* [Stored entries]
________

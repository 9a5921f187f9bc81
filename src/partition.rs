//! Greedy triangle-to-partition assignment.
//!
//! Walks each submesh's triangles in index order and places every
//! triangle into the first partition (in creation order) whose running
//! bone set still fits the palette limit after adding the triangle's
//! bones. Triangles that fit nowhere open a new partition. Partitions
//! created by earlier submeshes are frozen, so no partition ever mixes
//! two submeshes' geometry.
//!
//! First-fit keeps the partition count low for index buffers with the
//! usual bone locality: neighbouring triangles tend to share bones.

use hashbrown::HashMap;

use crate::error::SkinSplitError;
use crate::extract::{SourceVertex, VertexExtractor};
use crate::types::{Submesh, MAX_INFLUENCES};

/// One sub-mesh under construction, bounded to `bone_limit` distinct bones.
#[derive(Debug)]
pub(crate) struct SkinPartition {
    /// Global bone ids; a bone's position here is its local index
    pub bone_indices: Vec<u32>,
    /// Vertex copies with bone indices rewritten to local values
    pub vertices: Vec<SourceVertex>,
    /// Triangle list of partition-local vertex indices
    pub indices: Vec<u32>,
    /// Source vertex index -> local vertex index, for this partition only.
    /// The same source vertex may map to a different local vertex in
    /// another partition, because its bone remap differs there.
    index_map: HashMap<u32, u32>,
    /// Material of the submesh this partition was opened for
    pub material: usize,
}

impl SkinPartition {
    fn new(material: usize) -> Self {
        Self {
            bone_indices: Vec::new(),
            vertices: Vec::new(),
            indices: Vec::new(),
            index_map: HashMap::new(),
            material,
        }
    }

    /// Local index of a global bone id, if already present.
    fn bone_local(&self, bone: u32) -> Option<u32> {
        self.bone_indices
            .iter()
            .position(|&b| b == bone)
            .map(|i| i as u32)
    }

    /// Local index of a global bone id, appending it on first use.
    fn bone_local_or_add(&mut self, bone: u32) -> u32 {
        match self.bone_local(bone) {
            Some(local) => local,
            None => {
                self.bone_indices.push(bone);
                (self.bone_indices.len() - 1) as u32
            }
        }
    }

    /// Distinct weighted bones of the triangle that this partition does
    /// not hold yet, in first-seen order.
    fn missing_bones(&self, triangle: &[SourceVertex; 3]) -> Vec<u32> {
        let mut missing = Vec::new();
        for vertex in triangle {
            for slot in 0..MAX_INFLUENCES {
                if vertex.bone_weights[slot] > 0.0 {
                    let bone = vertex.bone_indices[slot];
                    if self.bone_local(bone).is_none() && !missing.contains(&bone) {
                        missing.push(bone);
                    }
                }
            }
        }
        missing
    }

    /// Try to place a triangle. Returns false, leaving the partition
    /// untouched, when the combined bone set would exceed the limit.
    fn try_add_triangle(
        &mut self,
        triangle: &[SourceVertex; 3],
        source_indices: [u32; 3],
        bone_limit: usize,
    ) -> bool {
        let missing = self.missing_bones(triangle);
        if self.bone_indices.len() + missing.len() > bone_limit {
            return false;
        }
        self.bone_indices.extend(missing);

        for (vertex, source_index) in triangle.iter().zip(source_indices) {
            self.add_vertex(vertex, source_index);
        }
        true
    }

    /// Append one triangle corner, reusing the partition-local vertex if
    /// this source index was added before.
    fn add_vertex(&mut self, vertex: &SourceVertex, source_index: u32) {
        if let Some(&local) = self.index_map.get(&source_index) {
            self.indices.push(local);
            return;
        }

        let mut copy = vertex.clone();
        for slot in 0..MAX_INFLUENCES {
            if copy.bone_weights[slot] > 0.0 {
                copy.bone_indices[slot] = self.bone_local_or_add(copy.bone_indices[slot]);
            }
        }
        let local = self.vertices.len() as u32;
        self.vertices.push(copy);
        self.indices.push(local);
        self.index_map.insert(source_index, local);
    }
}

/// Number of distinct weighted bones across a triangle's three corners.
fn distinct_bones(triangle: &[SourceVertex; 3]) -> usize {
    let mut bones: Vec<u32> = Vec::with_capacity(3 * MAX_INFLUENCES);
    for vertex in triangle {
        for slot in 0..MAX_INFLUENCES {
            let bone = vertex.bone_indices[slot];
            if vertex.bone_weights[slot] > 0.0 && !bones.contains(&bone) {
                bones.push(bone);
            }
        }
    }
    bones.len()
}

/// Assign every triangle of every submesh to a partition.
///
/// Returns the ordered partition list, or fails if a single triangle's
/// own bone set already exceeds `bone_limit`.
pub(crate) fn build_partitions(
    extractor: &mut VertexExtractor<'_>,
    indices: &[u32],
    submeshes: &[Submesh],
    bone_limit: usize,
) -> Result<Vec<SkinPartition>, SkinSplitError> {
    let mut partitions: Vec<SkinPartition> = Vec::new();

    for (submesh_index, submesh) in submeshes.iter().enumerate() {
        let range = submesh
            .index_base
            .checked_add(submesh.index_count)
            .filter(|&end| end <= indices.len() && submesh.index_count % 3 == 0)
            .map(|end| &indices[submesh.index_base..end])
            .ok_or(SkinSplitError::MalformedSubmesh {
                submesh: submesh_index,
            })?;

        // Partitions from earlier submeshes are frozen from here on.
        let base_partition = partitions.len();

        for (triangle_index, corners) in range.chunks_exact(3).enumerate() {
            let source_indices = [corners[0], corners[1], corners[2]];
            let triangle = [
                extractor.vertex(source_indices[0])?,
                extractor.vertex(source_indices[1])?,
                extractor.vertex(source_indices[2])?,
            ];

            let bone_count = distinct_bones(&triangle);
            if bone_count > bone_limit {
                return Err(SkinSplitError::UnsatisfiableTriangle {
                    submesh: submesh_index,
                    triangle: triangle_index,
                    bone_count,
                    bone_limit,
                });
            }

            let mut placed = false;
            for partition in &mut partitions[base_partition..] {
                if partition.try_add_triangle(&triangle, source_indices, bone_limit) {
                    placed = true;
                    break;
                }
            }

            if !placed {
                let mut partition = SkinPartition::new(submesh.material);
                let fits = partition.try_add_triangle(&triangle, source_indices, bone_limit);
                debug_assert!(fits, "a fresh partition admits any triangle within the limit");
                partitions.push(partition);
            }
        }

        tracing::debug!(
            "submesh {}: {} triangles into {} partitions",
            submesh_index,
            submesh.index_count / 3,
            partitions.len() - base_partition,
        );
    }

    Ok(partitions)
}
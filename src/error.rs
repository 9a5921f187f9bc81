//! Error types for skinned mesh splitting.

use thiserror::Error;

/// Errors produced while splitting a skinned mesh.
///
/// Any error aborts the whole split; there is no partial output, because
/// the renderer needs one complete, internally consistent partition set
/// per mesh.
#[derive(Error, Debug, Clone, PartialEq, Eq)]
pub enum SkinSplitError {
    /// The bone palette must admit at least one bone.
    #[error("bone limit must be positive")]
    InvalidBoneLimit,

    /// A single triangle references more distinct bones than the palette
    /// can hold, so no partition (existing or fresh) can ever admit it.
    #[error(
        "triangle {triangle} of submesh {submesh} references {bone_count} distinct bones, \
         exceeding the bone limit of {bone_limit}"
    )]
    UnsatisfiableTriangle {
        submesh: usize,
        triangle: usize,
        bone_count: usize,
        bone_limit: usize,
    },

    /// The number of vertex streams does not match the format's stride table.
    #[error("got {streams} vertex streams but the format describes {strides}")]
    StreamCountMismatch { streams: usize, strides: usize },

    /// A vertex element's components do not fit inside its stream's stride.
    #[error("vertex element '{semantic}' does not fit the stride of stream {stream}")]
    ElementOutOfStride { semantic: String, stream: usize },

    /// An index buffer entry points past the end of a vertex stream.
    #[error("vertex {vertex} is out of range for stream {stream}")]
    VertexOutOfRange { stream: usize, vertex: u32 },

    /// A submesh's index range is out of bounds or not a whole number of
    /// triangles.
    #[error("submesh {submesh} does not describe a valid triangle list range")]
    MalformedSubmesh { submesh: usize },

    /// A vertex references a bone the skin does not define.
    #[error("bone {bone} is out of range for a skin with {bone_count} bones")]
    BoneOutOfRange { bone: u32, bone_count: usize },
}
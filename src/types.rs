//! Input and output types for skinned mesh splitting.

use glam::Mat4;

/// Number of bone influence slots per vertex
pub const MAX_INFLUENCES: usize = 4;

/// One draw range of the source mesh, with its material binding.
///
/// Ranges address the shared index buffer; `index_count` is a multiple of
/// 3 because the topology is always a triangle list.
#[derive(Debug, Clone, Copy, PartialEq, Eq)]
pub struct Submesh {
    /// First entry of this submesh in the shared index buffer
    pub index_base: usize,
    /// Number of indices in this submesh
    pub index_count: usize,
    /// Material reference, passed through to the output untouched
    pub material: usize,
}

/// A mesh's bone table, indexed by global bone id.
#[derive(Debug, Clone, PartialEq)]
pub struct Skin {
    pub inverse_bind_poses: Vec<Mat4>,
    pub bone_names: Vec<String>,
}

impl Skin {
    pub fn bone_count(&self) -> usize {
        self.bone_names.len()
    }
}

/// One GPU draw call's worth of geometry after splitting.
///
/// The vertex/index ranges address the merged buffers of the owning
/// [`SplitMesh`]. The skin is this draw's compact bone palette: vertex
/// bone indices inside the range are local indices into it.
#[derive(Debug, Clone, PartialEq)]
pub struct PartitionedMesh {
    pub vertex_start: usize,
    pub vertex_count: usize,
    pub index_start: usize,
    pub index_count: usize,
    /// Reordered bone table, at most `bone_limit` entries
    pub skin: Skin,
    /// Material inherited from the originating submesh
    pub material: usize,
}

/// Result of splitting: merged buffers plus one descriptor per draw call.
#[derive(Debug, Clone, PartialEq)]
pub struct SplitMesh {
    /// Merged vertex data, one buffer per source stream, same strides
    pub vertex_streams: Vec<Vec<u8>>,
    /// Merged index buffer; entries are absolute into the merged streams
    pub indices: Vec<u32>,
    /// Per-draw-call descriptors, in partition order
    pub meshes: Vec<PartitionedMesh>,
}
//! glTF import adapter.
//!
//! Builds the splitter's inputs from an in-memory GLB: one interleaved
//! vertex stream, a shared index buffer with one submesh range per
//! primitive, and the bone table of the document's skin.

use anyhow::{bail, Context, Result};
use bytemuck::cast_slice;
use glam::Mat4;

use crate::format::{
    ComponentType, VertexElement, VertexFormat, SEMANTIC_BONE_INDICES, SEMANTIC_BONE_WEIGHTS,
};
use crate::types::{Skin, Submesh};

// Interleaved layout produced by the adapter. Bone indices are u16 so
// skins past 255 joints import unclamped; splitting them down to a
// byte-addressable palette is this crate's whole job.
// position f32x3, normal f32x3, uv f32x2, bone indices u16x4, weights f32x4
const OFFSET_NORMAL: usize = 12;
const OFFSET_UV: usize = 24;
const OFFSET_BONE_INDICES: usize = 32;
const OFFSET_BONE_WEIGHTS: usize = 40;
const VERTEX_STRIDE: usize = 56;

/// Splitter inputs extracted from a GLB
#[derive(Debug, Clone)]
pub struct GltfMeshSource {
    /// Vertex streams (a single interleaved stream for glTF imports)
    pub streams: Vec<Vec<u8>>,
    /// Format describing the interleaved stream
    pub format: VertexFormat,
    /// Shared index buffer across all primitives
    pub indices: Vec<u32>,
    /// One submesh per glTF primitive, in primitive order
    pub submeshes: Vec<Submesh>,
    /// Bone table of the document's first skin
    pub skin: Skin,
}

/// Extract the first skinned mesh and skin from a GLB.
///
/// Every primitive of the mesh becomes one submesh over a shared index
/// buffer. Missing normals/UVs get neutral defaults; missing skinning
/// data is an error, since an unskinned mesh has nothing to split.
pub fn load_skinned_glb(glb: &[u8]) -> Result<GltfMeshSource> {
    let (document, buffers, _images) =
        gltf::import_slice(glb).context("Failed to parse GLB data")?;

    let mesh = document.meshes().next().context("No meshes found in glTF")?;

    let mut stream: Vec<u8> = Vec::new();
    let mut indices: Vec<u32> = Vec::new();
    let mut submeshes: Vec<Submesh> = Vec::new();
    let mut vertex_base = 0u32;

    for (prim_index, primitive) in mesh.primitives().enumerate() {
        let reader = primitive.reader(|buffer| Some(&buffers[buffer.index()]));

        let positions: Vec<[f32; 3]> = reader
            .read_positions()
            .with_context(|| format!("Primitive {prim_index} has no positions"))?
            .collect();

        let normals: Option<Vec<[f32; 3]>> = reader.read_normals().map(|iter| iter.collect());
        let uvs: Option<Vec<[f32; 2]>> = reader
            .read_tex_coords(0)
            .map(|iter| iter.into_f32().collect());

        let joints: Vec<[u16; 4]> = reader
            .read_joints(0)
            .with_context(|| format!("Primitive {prim_index} has no JOINTS_0"))?
            .into_u16()
            .collect();
        let weights: Vec<[f32; 4]> = reader
            .read_weights(0)
            .with_context(|| format!("Primitive {prim_index} has no WEIGHTS_0"))?
            .into_f32()
            .collect();

        if joints.len() != positions.len() || weights.len() != positions.len() {
            bail!("Primitive {prim_index} has mismatched skinning data");
        }

        for i in 0..positions.len() {
            stream.extend_from_slice(cast_slice(&positions[i]));
            let normal = normals.as_ref().map(|n| n[i]).unwrap_or([0.0, 1.0, 0.0]);
            stream.extend_from_slice(cast_slice(&normal));
            let uv = uvs.as_ref().map(|u| u[i]).unwrap_or([0.0, 0.0]);
            stream.extend_from_slice(cast_slice(&uv));
            stream.extend_from_slice(cast_slice(&joints[i]));
            stream.extend_from_slice(cast_slice(&weights[i]));
        }

        let prim_indices: Vec<u32> = reader
            .read_indices()
            .with_context(|| format!("Primitive {prim_index} has no index buffer"))?
            .into_u32()
            .map(|i| i + vertex_base)
            .collect();

        submeshes.push(Submesh {
            index_base: indices.len(),
            index_count: prim_indices.len(),
            material: primitive.material().index().unwrap_or(0),
        });
        indices.extend(prim_indices);
        vertex_base += positions.len() as u32;
    }

    let skin = load_skin(&document, &buffers)?;

    tracing::debug!(
        "imported skinned glTF mesh: {} vertices, {} indices, {} submeshes, {} bones",
        vertex_base,
        indices.len(),
        submeshes.len(),
        skin.bone_count(),
    );

    Ok(GltfMeshSource {
        streams: vec![stream],
        format: interleaved_format(),
        indices,
        submeshes,
        skin,
    })
}

/// Bone table from the document's first skin.
fn load_skin(document: &gltf::Document, buffers: &[gltf::buffer::Data]) -> Result<Skin> {
    let skin = document.skins().next().context("No skins found in glTF")?;
    let reader = skin.reader(|buffer| Some(&buffers[buffer.index()]));

    let inverse_bind_poses: Vec<Mat4> = reader
        .read_inverse_bind_matrices()
        .context("Skin has no inverse bind matrices")?
        .map(|m| Mat4::from_cols_array_2d(&m))
        .collect();

    let bone_names: Vec<String> = skin
        .joints()
        .enumerate()
        .map(|(i, joint)| {
            joint
                .name()
                .map(str::to_string)
                .unwrap_or_else(|| format!("bone_{i}"))
        })
        .collect();

    if inverse_bind_poses.len() != bone_names.len() {
        bail!(
            "Skin has {} inverse bind matrices for {} joints",
            inverse_bind_poses.len(),
            bone_names.len()
        );
    }

    Ok(Skin {
        inverse_bind_poses,
        bone_names,
    })
}

/// Format of the adapter's interleaved stream.
fn interleaved_format() -> VertexFormat {
    let element = |semantic: &str, offset, component_count, component_type| VertexElement {
        semantic: semantic.to_string(),
        stream: 0,
        offset,
        component_count,
        component_type,
    };

    VertexFormat {
        elements: vec![
            element("vertex_position", 0, 3, ComponentType::F32),
            element("vertex_normal", OFFSET_NORMAL, 3, ComponentType::F32),
            element("vertex_texCoord0", OFFSET_UV, 2, ComponentType::F32),
            element(
                SEMANTIC_BONE_INDICES,
                OFFSET_BONE_INDICES,
                4,
                ComponentType::U16,
            ),
            element(
                SEMANTIC_BONE_WEIGHTS,
                OFFSET_BONE_WEIGHTS,
                4,
                ComponentType::F32,
            ),
        ],
        stream_strides: vec![VERTEX_STRIDE],
    }
}
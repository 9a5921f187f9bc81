//! Flattens the partition list into merged GPU-ready buffers.
//!
//! Vertex payloads are appended stream by stream in partition order, the
//! per-partition index lists are offset into the merged vertex range, and
//! each partition gets a compact skin built by reordering the original
//! bone table through its `bone_indices`.

use crate::error::SkinSplitError;
use crate::format::{ComponentType, SkinningElements, VertexElement, VertexFormat};
use crate::partition::SkinPartition;
use crate::types::{PartitionedMesh, Skin, SplitMesh, MAX_INFLUENCES};

pub(crate) fn assemble(
    partitions: &[SkinPartition],
    format: &VertexFormat,
    skinning: SkinningElements,
    skin: &Skin,
) -> Result<SplitMesh, SkinSplitError> {
    let mut vertex_streams: Vec<Vec<u8>> =
        format.stream_strides.iter().map(|_| Vec::new()).collect();
    let mut merged_indices: Vec<u32> = Vec::new();
    let mut meshes = Vec::with_capacity(partitions.len());

    let indices_elem = &format.elements[skinning.indices];

    let mut vertex_cursor = 0usize;
    let mut index_cursor = 0usize;

    for (partition_index, partition) in partitions.iter().enumerate() {
        let vertex_start = vertex_cursor;
        let vertex_count = partition.vertices.len();
        let index_start = index_cursor;
        let index_count = partition.indices.len();

        for vertex in &partition.vertices {
            for (stream, bytes) in vertex.payload.iter().enumerate() {
                let base = vertex_streams[stream].len();
                vertex_streams[stream].extend_from_slice(bytes);
                // Only the bone-index components are rewritten; every
                // other attribute byte is the source vertex verbatim.
                if stream == indices_elem.stream {
                    encode_bone_indices(
                        &mut vertex_streams[stream][base..],
                        indices_elem,
                        &vertex.bone_indices,
                    );
                }
            }
        }

        for &local in &partition.indices {
            merged_indices.push(local + vertex_start as u32);
        }

        let palette = reorder_skin(skin, &partition.bone_indices)?;

        tracing::debug!(
            "partition {}: {} vertices, {} indices, {} bones",
            partition_index,
            vertex_count,
            index_count,
            palette.bone_count(),
        );

        meshes.push(PartitionedMesh {
            vertex_start,
            vertex_count,
            index_start,
            index_count,
            skin: palette,
            material: partition.material,
        });

        vertex_cursor += vertex_count;
        index_cursor += index_count;
    }

    Ok(SplitMesh {
        vertex_streams,
        indices: merged_indices,
        meshes,
    })
}

/// Build a partition's bone palette: entry `i` of the palette is the
/// original skin's entry for global bone `bone_indices[i]`.
fn reorder_skin(skin: &Skin, bone_indices: &[u32]) -> Result<Skin, SkinSplitError> {
    let mut inverse_bind_poses = Vec::with_capacity(bone_indices.len());
    let mut bone_names = Vec::with_capacity(bone_indices.len());

    for &bone in bone_indices {
        let out_of_range = || SkinSplitError::BoneOutOfRange {
            bone,
            bone_count: skin.bone_count(),
        };
        let pose = skin
            .inverse_bind_poses
            .get(bone as usize)
            .ok_or_else(out_of_range)?;
        let name = skin.bone_names.get(bone as usize).ok_or_else(out_of_range)?;
        inverse_bind_poses.push(*pose);
        bone_names.push(name.clone());
    }

    Ok(Skin {
        inverse_bind_poses,
        bone_names,
    })
}

/// Rewrite the bone-index components inside one freshly copied vertex.
fn encode_bone_indices(
    vertex_bytes: &mut [u8],
    elem: &VertexElement,
    local: &[u32; MAX_INFLUENCES],
) {
    let size = elem.component_type.size();
    for (slot, &value) in local
        .iter()
        .enumerate()
        .take(elem.component_count.min(MAX_INFLUENCES))
    {
        let start = elem.offset + slot * size;
        let dst = &mut vertex_bytes[start..start + size];
        match elem.component_type {
            ComponentType::U8 => dst[0] = value as u8,
            ComponentType::U16 => dst.copy_from_slice(&(value as u16).to_le_bytes()),
            ComponentType::U32 => dst.copy_from_slice(&value.to_le_bytes()),
            ComponentType::F32 => dst.copy_from_slice(&(value as f32).to_le_bytes()),
        }
    }
}

#[cfg(test)]
mod tests {
    use super::*;
    use glam::Mat4;

    #[test]
    fn test_reorder_skin_follows_partition_order() {
        let skin = Skin {
            inverse_bind_poses: (0..4)
                .map(|i| Mat4::from_translation(glam::Vec3::new(i as f32, 0.0, 0.0)))
                .collect(),
            bone_names: (0..4).map(|i| format!("bone_{i}")).collect(),
        };

        let palette = reorder_skin(&skin, &[2, 0]).unwrap();
        assert_eq!(palette.bone_names, vec!["bone_2", "bone_0"]);
        assert_eq!(palette.inverse_bind_poses[0], skin.inverse_bind_poses[2]);
        assert_eq!(palette.inverse_bind_poses[1], skin.inverse_bind_poses[0]);
    }

    #[test]
    fn test_reorder_skin_rejects_unknown_bone() {
        let skin = Skin {
            inverse_bind_poses: vec![Mat4::IDENTITY],
            bone_names: vec!["root".to_string()],
        };
        assert_eq!(
            reorder_skin(&skin, &[1]),
            Err(SkinSplitError::BoneOutOfRange {
                bone: 1,
                bone_count: 1
            })
        );
    }

    #[test]
    fn test_encode_bone_indices_u8() {
        let elem = VertexElement {
            semantic: crate::format::SEMANTIC_BONE_INDICES.to_string(),
            stream: 0,
            offset: 2,
            component_count: 4,
            component_type: ComponentType::U8,
        };
        let mut bytes = vec![0xAA, 0xBB, 9, 9, 9, 9, 0xCC];
        encode_bone_indices(&mut bytes, &elem, &[1, 2, 3, 4]);
        // Surrounding attribute bytes stay untouched
        assert_eq!(bytes, vec![0xAA, 0xBB, 1, 2, 3, 4, 0xCC]);
    }

    #[test]
    fn test_encode_bone_indices_u16() {
        let elem = VertexElement {
            semantic: crate::format::SEMANTIC_BONE_INDICES.to_string(),
            stream: 0,
            offset: 0,
            component_count: 2,
            component_type: ComponentType::U16,
        };
        let mut bytes = vec![0u8; 4];
        encode_bone_indices(&mut bytes, &elem, &[258, 3, 0, 0]);
        assert_eq!(bytes, vec![2, 1, 3, 0]);
    }
}
use gtk4::prelude::*;

use pokepairs::game::GameOutcome;

use super::state::AppState;

pub(super) fn lives_text(lives: u32) -> String {
    format!("Lives: {lives}")
}

pub(super) fn update_lives_label(st: &AppState) {
    if let Some(label) = &st.lives_label {
        label.set_text(&lives_text(st.session.lives()));
    }
}

/// Locks every cell and shows the final message.
pub(super) fn show_game_over(st: &AppState, outcome: GameOutcome) {
    for button in &st.grid_buttons {
        button.set_sensitive(false);
    }
    if let Some(label) = &st.status_label {
        label.set_text(outcome.message());
        label.set_visible(true);
    }
    tracing::info!(
        ?outcome,
        tries = st.session.tries(),
        pairs_found = st.session.pairs_found(),
        "game over"
    );
}
//! Pokémon pair-matching game: card fetching, board layout and the turn
//! state machine. The GTK front end lives in the binary.

pub mod config;
pub mod error;
pub mod game;
pub mod provider;

pub use config::GameConfig;
pub use error::{Error, Result};
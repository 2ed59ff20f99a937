mod ui;

use tracing_subscriber::{layer::SubscriberExt as _, util::SubscriberInitExt as _};

fn main() -> glib::ExitCode {
    tracing_subscriber::registry()
        .with(
            tracing_subscriber::EnvFilter::try_from_default_env()
                .unwrap_or_else(|_| "pokepairs=info".into()),
        )
        .with(tracing_subscriber::fmt::layer())
        .init();

    ui::app::run()
}
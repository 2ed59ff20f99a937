pub mod app;
mod board;
mod dialogs;
mod hud;
mod selector;
mod state;
mod textures;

________

* [WHAT YOU HAVE TO DO] If a line in the entries contains "Some", copy it.

* [THE ANSWER]
            Some(local) => local,
        if let Some(&local) = self.index_map.get(&source_index) {
        let reader = primitive.reader(|buffer| Some(&buffers[buffer.index()]));
    let reader = skin.reader(|buffer| Some(&buffers[buffer.index()]));
    if let Some(label) = &st.lives_label {
    if let Some(label) = &st.status_label {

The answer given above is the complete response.